I studied the menu and finally settled on a chicken and avocado sandwich ($8.99), adding a side of french fries ($1) to round out the meal. The sandwich’s sourdough bread was crispy and lightly browned, and a layer of Swiss cheese was creamy and melted. With just the right amount of avocado and a tender, thick chicken breast, it made for a good lunch.

Searching for something on the light side, Helene looked at Sophia’s many variations on salads and opted for the catch of the day lo-cal plate ($9.99). The catch was stuffed salmon, which featured two baked, medallion-size salmon fillets stuffed with a breaded mixture of red bell pepper and parsley bits. Alongside that was cottage cheese with grapes and cantaloupe, which was quite refreshing.

In addition, Helene’s meal also came with soup (she chose vegetable) and a choice of toasted bread. It was a lot of food, and she was afraid she wouldn’t have room for dessert.

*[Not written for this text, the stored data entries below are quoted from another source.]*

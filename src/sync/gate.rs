//! Counting admission gate backed by a buffered permit channel.

use crate::core::{BankError, Result};
use crossbeam_channel::{self as channel, Receiver, Sender};
use std::sync::atomic::{AtomicUsize, Ordering};

/// Limits how many units of a lane may run at the same time.
///
/// The gate owns a bounded channel holding `capacity` permits. Acquiring
/// takes a permit out (blocking while none is left) and dropping the
/// returned [`Permit`] puts it back.
///
/// # Example
///
/// ```rust
/// use bank_manager::sync::AdmissionGate;
///
/// # fn main() -> bank_manager::Result<()> {
/// let gate = AdmissionGate::new("deposit", 2);
/// let first = gate.acquire()?;
/// let second = gate.acquire()?;
/// assert!(gate.try_acquire().is_none());
///
/// drop(first);
/// assert!(gate.try_acquire().is_some());
/// # drop(second);
/// # Ok(())
/// # }
/// ```
#[derive(Debug)]
pub struct AdmissionGate {
    lane: String,
    capacity: usize,
    permits_tx: Sender<()>,
    permits_rx: Receiver<()>,
    running: AtomicUsize,
    peak: AtomicUsize,
}

impl AdmissionGate {
    /// Creates a gate holding `capacity` permits.
    ///
    /// # Panics
    ///
    /// Panics if `capacity` is 0.
    pub fn new(lane: impl Into<String>, capacity: usize) -> Self {
        assert!(capacity > 0, "gate capacity must be greater than 0");
        let (permits_tx, permits_rx) = channel::bounded(capacity);
        for _ in 0..capacity {
            // The channel was sized for exactly this many permits.
            let _ = permits_tx.try_send(());
        }
        Self {
            lane: lane.into(),
            capacity,
            permits_tx,
            permits_rx,
            running: AtomicUsize::new(0),
            peak: AtomicUsize::new(0),
        }
    }

    /// Blocks until a permit is available.
    pub fn acquire(&self) -> Result<Permit<'_>> {
        self.permits_rx
            .recv()
            .map_err(|_| BankError::admission_closed(&self.lane))?;
        Ok(self.admit())
    }

    /// Takes a permit if one is free right now.
    pub fn try_acquire(&self) -> Option<Permit<'_>> {
        self.permits_rx.try_recv().ok().map(|()| self.admit())
    }

    fn admit(&self) -> Permit<'_> {
        let running = self.running.fetch_add(1, Ordering::AcqRel) + 1;
        self.peak.fetch_max(running, Ordering::AcqRel);
        Permit { gate: self }
    }

    /// Total number of permits.
    pub fn capacity(&self) -> usize {
        self.capacity
    }

    /// Permits currently held.
    pub fn running(&self) -> usize {
        self.running.load(Ordering::Acquire)
    }

    /// Highest number of permits ever held at once.
    pub fn peak(&self) -> usize {
        self.peak.load(Ordering::Acquire)
    }

    /// Permits currently free.
    pub fn available(&self) -> usize {
        self.permits_rx.len()
    }
}

/// A held admission permit, returned to its gate on drop.
#[derive(Debug)]
pub struct Permit<'a> {
    gate: &'a AdmissionGate,
}

impl Drop for Permit<'_> {
    fn drop(&mut self) {
        self.gate.running.fetch_sub(1, Ordering::AcqRel);
        // A permit is only out while the channel has room for it.
        let _ = self.gate.permits_tx.try_send(());
    }
}

#[cfg(test)]
mod tests {
    use super::*;
    use std::sync::Arc;
    use std::thread;
    use std::time::Duration;

    #[test]
    fn test_gate_starts_full() {
        let gate = AdmissionGate::new("deposit", 2);
        assert_eq!(gate.capacity(), 2);
        assert_eq!(gate.available(), 2);
        assert_eq!(gate.running(), 0);
        assert_eq!(gate.peak(), 0);
    }

    #[test]
    fn test_permit_returned_on_drop() {
        let gate = AdmissionGate::new("loan", 1);
        {
            let _permit = gate.acquire().expect("permit");
            assert_eq!(gate.running(), 1);
            assert!(gate.try_acquire().is_none());
        }
        assert_eq!(gate.running(), 0);
        assert_eq!(gate.available(), 1);
        assert!(gate.try_acquire().is_some());
    }

    #[test]
    #[should_panic(expected = "gate capacity must be greater than 0")]
    fn test_zero_capacity_panics() {
        let _ = AdmissionGate::new("deposit", 0);
    }

    #[test]
    fn test_concurrent_holders_never_exceed_capacity() {
        let gate = Arc::new(AdmissionGate::new("deposit", 2));
        let mut handles = Vec::new();

        for _ in 0..8 {
            let gate = Arc::clone(&gate);
            handles.push(thread::spawn(move || {
                let _permit = gate.acquire().expect("permit");
                assert!(gate.running() <= 2);
                thread::sleep(Duration::from_millis(10));
            }));
        }
        for h in handles {
            h.join().unwrap();
        }

        assert_eq!(gate.peak(), 2);
        assert_eq!(gate.running(), 0);
        assert_eq!(gate.available(), 2);
    }
}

Nikki noticed the specials board on the way into the restaurant and had pretty much already made up her mind. The prime rib salad ($12.99) was a straightforward mix of chopped iceberg lettuce, hard-boiled eggs, rings of raw onion, cucumber slices, beautiful red tomatoes and tender, perfect strips of prime rib. Blue cheese dressing (99 cents extra, but totally worth it) added the final touch.

Nikki’s dish also came with garlic bread and a choice of soup. She opted for stuffed pepper soup, which was a rich, flavorful, tomato-based dish. She raved about it, so we all took a taste and agreed it was delicious.

When Jennifer learned Sophia’s served breakfast all day, she knew that was what she would order. With so many choices, she had a difficult time deciding.

She wound up going with the hobo skillet ($6.95) and enjoyed the crispy hash browns smothered with small hunks of sausage and onion. However, the sausage would have been even better had it been pan fried (it seemed it had just been microwaved). The scrambled eggs were served just as Jennifer likes them—light and fluffy—and the onions provided a bit of sweetness.

Helene had already made her way back to the dessert case before we learned she and Nikki’s meals each came with a choice of tapioca pudding, rice pudding or ice cream. Nikki ordered the homemade rice pudding—a solid comfort food—and was happy to find it was just as good as her mother’s.

I headed over to the dessert case to inform Helene, who was chatting with the wait staff about desserts. The cream pies on the top shelf are all made in-house while the others (cakes, pies and cheesecakes) come from Sweet Connections in Chicago.

Too tempted by the selections in front of her, Helene skipped the complimentary dessert and opted instead for a square of the chocolate cream pie ($3.99), calculating she had to augment calories for her lo-cal meal. It was a sweet treat with a graham cracker crust, chocolate pudding and whipped topping.

Even with four forks we couldn’t finish it.

The Four Dishes—Nikki Bolka, Helene Ramsdell, Jennifer Spangler and Beth Webb—review regional restaurants for The Gazette.